Anyone who runs a lot or plays sports is susceptible, especially over time as the knees succumb to general wear and tear. Since biomechanics plays a role, active folks with flat feet and/or knock-knees are at increased risk, as are women whose wider hip to knee angle can cause uneven wear.

What it really feels like: It starts as a dull ache on the front of your knee, especially when you go up and down the stairs, squat or after you've been sitting with your knees bent for a long time, like in a movie theater. Your knee might also feel as if it "catches" when you bend it. Or it can buckle and feel like it will give out unexpectedly. In some cases, it may also get swollen and tender to the touch.

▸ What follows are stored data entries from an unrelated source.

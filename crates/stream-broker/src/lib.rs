//! Stream Broker: a per-topic ordered, append-only log with consumer-group
//! fan-out. Backed by Redis Streams, since that is the transport this
//! workspace already carries for the task queue and rate limiting.
//!
//! No ordering guarantee crosses topics, and delivery is at-least-once —
//! callers on the read side dedupe using `event_id`
//! (see `idempotent-consumer`).

use async_trait::async_trait;
use event_schema::EventEnvelope;
use redis_utils::streams::{self, StreamEntry};
use redis_utils::SharedConnectionManager;
use resilience::{presets, CircuitBreaker, CircuitBreakerError};
use std::collections::HashMap;
use tracing::{debug, warn};
use transactional_outbox::{OutboxError, OutboxPublisher, OutboxResult};

mod memory;
pub use memory::InMemoryStreamBroker;

/// A message read off the broker, not yet acknowledged.
#[derive(Debug, Clone)]
pub struct BrokerMessage {
    pub message_id: String,
    pub event: EventEnvelope,
}

/// The Stream Broker collaborator contract (§4.2): write returns a
/// broker-assigned monotonic id, read happens through a consumer group,
/// and acknowledgment is a separate step so a crash between the two
/// redelivers the message rather than losing it.
#[async_trait]
pub trait StreamBroker: Send + Sync {
    async fn publish(&self, topic: &str, event: &EventEnvelope) -> anyhow::Result<String>;

    async fn consume(
        &self,
        topic: &str,
        group: &str,
        consumer: &str,
        max_messages: usize,
    ) -> anyhow::Result<Vec<BrokerMessage>>;

    async fn ack(&self, topic: &str, group: &str, message_ids: &[String]) -> anyhow::Result<()>;
}

pub(crate) fn stream_key(topic: &str) -> String {
    format!("events:{topic}")
}

fn map_breaker_err(e: CircuitBreakerError) -> anyhow::Error {
    match e {
        CircuitBreakerError::Open => anyhow::anyhow!("stream broker circuit open"),
        CircuitBreakerError::CallFailed(message) => anyhow::anyhow!(message),
    }
}

/// Redis Streams implementation. One stream per topic, named `events:{topic}`.
pub struct RedisStreamBroker {
    manager: SharedConnectionManager,
    max_stream_len: usize,
    breaker: CircuitBreaker,
}

impl RedisStreamBroker {
    pub fn new(manager: SharedConnectionManager) -> Self {
        Self {
            manager,
            max_stream_len: 100_000,
            breaker: CircuitBreaker::new(presets::stream_broker_config().circuit_breaker),
        }
    }

    pub fn with_max_stream_len(mut self, max_stream_len: usize) -> Self {
        self.max_stream_len = max_stream_len;
        self
    }

    fn decode(entry: &StreamEntry) -> anyhow::Result<EventEnvelope> {
        let payload = entry
            .fields
            .get("payload")
            .ok_or_else(|| anyhow::anyhow!("stream entry {} missing payload field", entry.id))?;
        Ok(serde_json::from_str(payload)?)
    }
}

#[async_trait]
impl StreamBroker for RedisStreamBroker {
    async fn publish(&self, topic: &str, event: &EventEnvelope) -> anyhow::Result<String> {
        let key = stream_key(topic);
        let payload = serde_json::to_string(event)?;

        let id = self
            .breaker
            .call(|| async {
                let mut conn = self.manager.lock().await;
                let id = streams::append_fields(
                    &mut conn,
                    &key,
                    &[
                        ("event_id", event.event_id.to_string().as_str()),
                        ("event_type", event.event_type.as_str()),
                        ("payload", payload.as_str()),
                    ],
                )
                .await?;
                streams::trim_approx(&mut conn, &key, self.max_stream_len).await?;
                Ok::<_, anyhow::Error>(id)
            })
            .await
            .map_err(map_breaker_err)?;

        debug!(%topic, message_id = %id, event_id = %event.event_id, "published to stream broker");
        Ok(id)
    }

    async fn consume(
        &self,
        topic: &str,
        group: &str,
        consumer: &str,
        max_messages: usize,
    ) -> anyhow::Result<Vec<BrokerMessage>> {
        let key = stream_key(topic);

        let entries = self
            .breaker
            .call(|| async {
                let mut conn = self.manager.lock().await;
                streams::ensure_group(&mut conn, &key, group).await?;
                streams::read_group(&mut conn, &key, group, consumer, max_messages, 5_000).await
            })
            .await
            .map_err(map_breaker_err)?;

        let mut messages = Vec::with_capacity(entries.len());
        for entry in &entries {
            match Self::decode(entry) {
                Ok(event) => messages.push(BrokerMessage {
                    message_id: entry.id.clone(),
                    event,
                }),
                Err(e) => warn!(message_id = %entry.id, error = %e, "dropping undecodable stream entry"),
            }
        }
        Ok(messages)
    }

    async fn ack(&self, topic: &str, group: &str, message_ids: &[String]) -> anyhow::Result<()> {
        let key = stream_key(topic);
        self.breaker
            .call(|| async {
                let mut conn = self.manager.lock().await;
                streams::ack(&mut conn, &key, group, message_ids).await
            })
            .await
            .map_err(map_breaker_err)
    }
}

/// Lets the outbox publisher push directly to the stream broker without the
/// outbox crate knowing anything about Redis.
#[async_trait]
impl OutboxPublisher for RedisStreamBroker {
    async fn publish(&self, topic: &str, event: &EventEnvelope) -> OutboxResult<()> {
        StreamBroker::publish(self, topic, event)
            .await
            .map(|_| ())
            .map_err(|e| OutboxError::PublishFailed(e.to_string()))
    }
}

#[async_trait]
impl OutboxPublisher for InMemoryStreamBroker {
    async fn publish(&self, topic: &str, event: &EventEnvelope) -> OutboxResult<()> {
        StreamBroker::publish(self, topic, event)
            .await
            .map(|_| ())
            .map_err(|e| OutboxError::PublishFailed(e.to_string()))
    }
}

pub(crate) type ConsumerGroupOffsets = HashMap<(String, String), usize>;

Who's been there: Two Philadelphia stars in different sports were sidelined by runner's knee earlier this year. Andre Iguodala of the Sixers played hurt, eventually missing two regular-season games, while Phillies second baseman Chase Utley was forced to sit out spring training with both chondromalacia and patellar tendinitis.

Don't feel their pain: It's important to stop runner's knee in its tracks before it leads to a lifetime of hurt. "You can't reverse cartilage damage, but you can slow the progression, and you can fix many of the underlying causes of knee pain," Bell says. The usual rules apply. When pain pops up, stop activity; take nonsteroidal anti-inflammatory drugs to relieve the pain if you tolerate them; and ice the knee for 15 to 20 minutes several times a day.

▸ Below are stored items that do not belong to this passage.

//! # Transactional Outbox
//!
//! Guarantees that a business write and the events it implies become durable
//! in the same database transaction. A background [`OutboxProcessor`] later
//! claims unsent rows, pushes them to a stream broker, and marks them sent.
//!
//! This gives **at-least-once delivery**: a crash between commit and publish
//! just leaves the row unsent for the next poll. Consumers on the other side
//! dedupe on `event_id` (see `idempotent-consumer`).
//!
//! ## Usage
//!
//! ### 1. Write the event inside the same transaction as the business row
//!
//! ```rust,no_run
//! use transactional_outbox::{OutboxRepository, SqlxOutboxRepository};
//! use event_schema::{EventEnvelope, OrderCreatedPayload};
//! use sqlx::PgPool;
//! use serde_json::json;
//! use uuid::Uuid;
//!
//! async fn create_order(
//!     pool: &PgPool,
//!     outbox: &SqlxOutboxRepository,
//!     order_id: Uuid,
//! ) -> Result<(), Box<dyn std::error::Error>> {
//!     let mut tx = pool.begin().await?;
//!
//!     sqlx::query("INSERT INTO orders (id, status) VALUES ($1, 'CREATED')")
//!         .bind(order_id)
//!         .execute(&mut *tx)
//!         .await?;
//!
//!     let envelope = EventEnvelope::new(
//!         "order.created.v1",
//!         "order-engine",
//!         json!({ "order_id": order_id }),
//!     );
//!     outbox.write_event(&mut tx, "order.created", &envelope).await?;
//!
//!     tx.commit().await?;
//!     Ok(())
//! }
//! ```
//!
//! ### 2. Run the publisher loop against a stream broker
//!
//! ```rust,no_run
//! use transactional_outbox::{OutboxProcessor, OutboxPublisher, OutboxResult, SqlxOutboxRepository};
//! use event_schema::EventEnvelope;
//! use async_trait::async_trait;
//! use sqlx::PgPool;
//! use std::sync::Arc;
//! use std::time::Duration;
//!
//! struct NullPublisher;
//!
//! #[async_trait]
//! impl OutboxPublisher for NullPublisher {
//!     async fn publish(&self, _topic: &str, _event: &EventEnvelope) -> OutboxResult<()> {
//!         Ok(())
//!     }
//! }
//!
//! #[tokio::main]
//! async fn main() -> Result<(), Box<dyn std::error::Error>> {
//!     let pool = PgPool::connect("postgresql://localhost/commerce").await?;
//!     let repository = Arc::new(SqlxOutboxRepository::new(pool));
//!     let publisher = Arc::new(NullPublisher);
//!
//!     let processor = OutboxProcessor::new(repository, publisher, 100, Duration::from_secs(5), 5);
//!     processor.start().await?;
//!     Ok(())
//! }
//! ```

use anyhow::{Context, Result};
use async_trait::async_trait;
use chrono::{DateTime, Utc};
use event_schema::EventEnvelope;
use serde_json::Value;
use sqlx::{PgPool, Postgres, Row, Transaction};
use std::sync::Arc;
use std::time::Duration;
use tracing::{debug, error, info, warn};
use uuid::Uuid;

mod error;
pub mod macros;
pub mod metrics;

pub use error::{OutboxError, OutboxResult};

/// A row in the outbox table.
///
/// Exactly one of three states holds at any time: unsent and unlocked
/// (`sent_at = None`, `locked = false`), locked by a publisher in flight
/// (`locked = true`), or sent (`sent_at = Some(_)`, never cleared again).
#[derive(Debug, Clone)]
pub struct OutboxRecord {
    pub id: Uuid,
    pub topic: String,
    pub event: EventEnvelope,
    pub attempts: i32,
    pub locked: bool,
    pub sent_at: Option<DateTime<Utc>>,
    pub created_at: DateTime<Utc>,
}

impl OutboxRecord {
    /// A row is in DLQ state once it has exhausted its attempts without
    /// ever being sent. The publisher stops touching it; the DLQ handler
    /// surfaces it for manual replay.
    pub fn is_dlq(&self, max_attempts: i32) -> bool {
        self.sent_at.is_none() && self.attempts >= max_attempts
    }
}

/// Database-backed operations on the outbox table.
///
/// Implementations must guarantee that `write_event` only ever fails if the
/// surrounding transaction fails, and that `claim_batch` hands each row to
/// at most one caller at a time.
#[async_trait]
pub trait OutboxRepository: Send + Sync {
    /// Append one event to the outbox inside `tx`. Never called outside a
    /// transaction that also carries the business mutation it describes.
    async fn write_event(
        &self,
        tx: &mut Transaction<'_, Postgres>,
        topic: &str,
        event: &EventEnvelope,
    ) -> OutboxResult<Uuid>;

    /// Atomically claim up to `limit` unsent, unlocked rows, oldest first.
    /// Rows returned here are now `locked = true` and owned by this caller
    /// until `mark_sent` or `mark_failed` is called.
    async fn claim_batch(&self, limit: i32) -> OutboxResult<Vec<OutboxRecord>>;

    /// Mark a claimed row as delivered. Idempotent: sending twice for an
    /// already-sent row is a no-op, never an error.
    async fn mark_sent(&self, id: Uuid) -> OutboxResult<()>;

    /// Release a claimed row back to the unlocked pool and bump its attempt
    /// counter, making it eligible for the next poll (or DLQ state).
    async fn mark_failed(&self, id: Uuid) -> OutboxResult<()>;

    /// Rows that have exhausted `max_attempts` without ever sending.
    async fn dlq_rows(&self, max_attempts: i32, limit: i32) -> OutboxResult<Vec<OutboxRecord>>;

    /// Pending count and the age in seconds of the oldest pending row (0 if none).
    async fn pending_stats(&self) -> OutboxResult<(i64, i64)>;
}

fn row_to_record(row: sqlx::postgres::PgRow) -> Result<OutboxRecord, sqlx::Error> {
    let payload: Value = row.try_get("payload")?;
    let event: EventEnvelope = serde_json::from_value(payload)
        .map_err(|e| sqlx::Error::Decode(Box::new(e)))?;

    Ok(OutboxRecord {
        id: row.try_get("id")?,
        topic: row.try_get("topic")?,
        event,
        attempts: row.try_get("attempts")?,
        locked: row.try_get("locked")?,
        sent_at: row.try_get("sent_at")?,
        created_at: row.try_get("created_at")?,
    })
}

The secret to keeping it from coming back is strengthening, stretching and taking any other steps necessary to improve your alignment, Bell said.

"The quad tendon inserts on the kneecap. When your quads are stronger [and especially if they're also tighter] than your hamstrings -- and they are in many women -- it creates more compression and pressure against the kneecap," Bell says. Weak hips are another underlying factor. Your hips are supposed to stabilize and control the motion in your legs. When they're weak, your legs collapse inward, leaving your knees to bear the load. "You want the proper balance of strength and flexibility in the muscles that surround the knee and control movement in the lower body," she said.

Do three sets of the following exercises three to four times a week.

Quad stretch

Reach back with your right hand and grab the front of your right ankle. Bring your heel to buttock. Make sure your knee is pointed down toward the ground. Keep your right leg close to your left. Don't allow knee to wing out to the side and do not bend at the waist. Hold for 30 seconds and switch sides.

Stability ball leg curl

Lie on the floor with your arms at your sides and place your heels on a stability ball. Press up, so that your hips are in the air and your torso forms a straight line. Next, pull the ball toward you, squeezing your hamstrings, and then roll it back out without dropping your hips. Do 10 to 15 reps.


Lie on your left side with your knees bent in front of you so your ankles, knees and hips are stacked. Prop your head up with your left arm and place your right arm, palm down, on the floor in front of you for balance. Keeping your heels together, lift your right knee as far as possible. Return to start. Repeat for a full set of 15 to 20. Then switch sides.

More TLC to please your knees

Taking a few extra precautionary steps when you exercise can help keep your knees pain free:

• Zigzag when running down steep hills rather than running straight down

• Mix gentle on the joint exercises like swimming and cycling into your exercise routine

• Run on softer surfaces like cinderpaths rather than cement

• Consider orthotics to support your arches if you have flat feet

• Taping your knee may provide immediate relief. Your therapist can show you how to do it yourself. "It doesn't work for all cases, but you'll know right away if it helps because your knee won't hurt when you bend it," said Bell, who is quick to add that even if taping makes you feel like new, it's not a cure. "Taping adds support, gives you feedback on how your muscles are moving and eases the pain," she said. "All that helps you do the exercises that will provide lasting benefits, so eventually you don't need the tape."

* This does not substitute for medical advice.